Thankfully, White’s cognizance of this tension allows the curatorial choice to stage this play at STC to be ultimately expansive. For instance, White notes that she aimed to “honor the truth of what it feels like to be viewed by a white audience” in her direction and, as a result, there are instances throughout the play where the all-Black cast and dancers have their backs to the audience that she connects to a sense of Black agency. Even if Baldwin ultimately stopped perceiving Shakespeare as “one of the authors and architects of [his] oppression,” the sentiments of Western canonical literature or theatre actively marginalizing historically othered populations continues to resonate. As a result, I find the choice to center Black art and Black work in DC’s current context to be affirming.
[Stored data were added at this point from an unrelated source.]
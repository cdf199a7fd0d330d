//! REST API endpoints for price calculation and bulk updates.
//!
//! Calculation is a pure preview against the server's pricing tables and
//! never touches the storefront. A bulk update runs the whole workflow and
//! streams its progress back as newline-delimited JSON, one event per line,
//! ending with either a `done` or an `error` event.

use std::sync::Arc;

use crate::{ApiPlatform, config::AxumConfig};
use aide::axum::{ApiRouter, IntoApiResponse, routing::post};
use axum::{
    Extension, Json,
    body::Body,
    extract::State,
    http::{StatusCode, header},
    response::IntoResponse,
};
use schemars::JsonSchema;
use serde::{Deserialize, Serialize};
use sps_bulk::{BulkPricing, BulkPricingRequest};
use sps_core::{
    models::{CalculatedPrice, SkippedTerritory, Storefront, Territory},
    ports::PlatformClient as _,
};
use sps_pricing::{PricingError, Quote, TableOverrides, calculate_prices};
use tracing::{Level, event};

/// A request to preview localized prices
#[derive(Deserialize, JsonSchema)]
struct CalculateRequest {
    #[serde(flatten)]
    quote: Quote,
    /// The territories to price, as 2- or 3-letter codes; every territory of the storefront if absent
    territories: Option<Vec<String>>,
    /// Replacements for the server's pricing tables, for this request only
    overrides: Option<TableOverrides>,
}

/// Localized prices, in request order
#[derive(Serialize, JsonSchema)]
struct CalculateResponse {
    /// The storefront the prices were calculated for
    storefront: Storefront,
    /// The territories that could be priced
    prices: Vec<CalculatedPrice>,
    /// The territories that could not, with the reason why
    errors: Vec<SkippedTerritory>,
}

/// Creates a router with pricing endpoints.
pub fn router<C: ApiPlatform>() -> ApiRouter<BulkPricing<C>> {
    ApiRouter::new()
        .api_route_with("/calculate", post(calculate::<C>), |route| {
            route.tag("prices")
        })
        .api_route_with("/bulk", post(bulk::<C>), |route| route.tag("prices"))
}

fn too_many(count: usize, config: &AxumConfig) -> Option<(StatusCode, String)> {
    (count > config.max_territories).then(|| {
        event!(
            Level::INFO,
            count,
            max = config.max_territories,
            "rejected oversized request"
        );
        (
            StatusCode::BAD_REQUEST,
            format!(
                "at most {} territories may be priced at once, got {count}",
                config.max_territories
            ),
        )
    })
}

/// Calculate localized prices without submitting them.
///
/// Territories the storefront does not sell into, or that cannot be priced
/// with the tables in use, are reported in `errors` and do not fail the
/// request.
///
/// # Returns
///
/// - `200 OK`: The calculated prices
/// - `400 Bad Request`: An unknown territory code, too many territories, or an unusable base price or multiplier
async fn calculate<C: ApiPlatform>(
    State(service): State<BulkPricing<C>>,
    Extension(config): Extension<Arc<AxumConfig>>,
    Json(request): Json<CalculateRequest>,
) -> Result<Json<CalculateResponse>, (StatusCode, String)> {
    let storefront = service.client().storefront();
    let mut errors = Vec::new();

    let territories: Vec<&'static Territory> = match request.territories {
        Some(codes) => {
            if let Some(rejection) = too_many(codes.len(), &config) {
                return Err(rejection);
            }
            let mut territories = Vec::with_capacity(codes.len());
            for code in &codes {
                let territory = Territory::lookup(code)
                    .map_err(|err| (StatusCode::BAD_REQUEST, err.to_string()))?;
                if territories.contains(&territory) {
                    continue;
                }
                if storefront.supports(territory) {
                    territories.push(territory);
                } else {
                    errors.push(SkippedTerritory::new(
                        storefront.territory_code(territory),
                        format!("not sold on the {storefront} storefront"),
                    ));
                }
            }
            territories
        }
        None => storefront.territories().collect(),
    };

    let mut tables = service.tables().clone();
    if let Some(overrides) = request.overrides {
        tables.apply(overrides);
    }

    let mut prices = Vec::with_capacity(territories.len());
    for (territory, result) in calculate_prices(&request.quote, territories, &tables) {
        match result {
            Ok(price) => prices.push(price),
            Err(err @ (PricingError::InvalidBaseAmount(_) | PricingError::InvalidMultiplier(_))) => {
                return Err((StatusCode::BAD_REQUEST, err.to_string()));
            }
            Err(err) => errors.push(SkippedTerritory::new(
                storefront.territory_code(territory),
                err.to_string(),
            )),
        }
    }

    Ok(Json(CalculateResponse {
        storefront,
        prices,
        errors,
    }))
}

/// Reprice a product across territories and submit the result.
///
/// The response is a stream of newline-delimited JSON events: `progress`
/// events while work advances, then exactly one `done` event carrying the
/// run's summary or one `error` event. Failures after the stream has started
/// are reported in-band, never through the status code.
///
/// # Returns
///
/// - `200 OK`: The event stream, as `application/x-ndjson`
/// - `400 Bad Request`: Too many territories
async fn bulk<C: ApiPlatform>(
    State(service): State<BulkPricing<C>>,
    Extension(config): Extension<Arc<AxumConfig>>,
    Json(request): Json<BulkPricingRequest>,
) -> impl IntoApiResponse {
    if let Some(rejection) = too_many(request.territories.len(), &config) {
        return rejection.into_response();
    }

    event!(
        Level::INFO,
        product = %request.product,
        territories = request.territories.len(),
        "starting bulk pricing run"
    );
    let events = service.stream(request).ndjson();
    (
        [(header::CONTENT_TYPE, "application/x-ndjson")],
        Body::from_stream(events),
    )
        .into_response()
}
Indeed, there may even be a sentiment that stretches beyond affirmation to reclamation or even defiance about The Amen Corner in general that seeps into this staging. Dramaturgs Soyica Diggs Colbert and Drew Lichtenberg note that, by the time the play began its Broadway run in 1965—ten years after debuting at Howard—it was then “a play out of time.” Frank Leon Roberts, more starkly, describes the Broadway tenure as “doomed” and a “failure” because of how its construction deviated from other Black theatre at the time. As E. Patrick Johnson has pointed out, Baldwin himself expresses some self-consciousness about being a novelist-turned-playwright, though despite the prospect of failure, he remained compelled to write the play regardless. Interestingly, Roberts proposes viewing Baldwin’s theatrical work through a lens that situates failure as an asset. Roberts uses the lens of the specifically “queer art of failure”—which includes a “willful refusal to adhere to normative paradigms of ‘success’”—in order “to suggest that theater is the space where Baldwin fails best.” Nontraditional elements—from the criticisms of the play’s dramatic structure to Baldwin’s apprehensions, to the queering of failure—are thereby centered in this staging in ways that may not have been possible with a traditional Shakespearian offering. 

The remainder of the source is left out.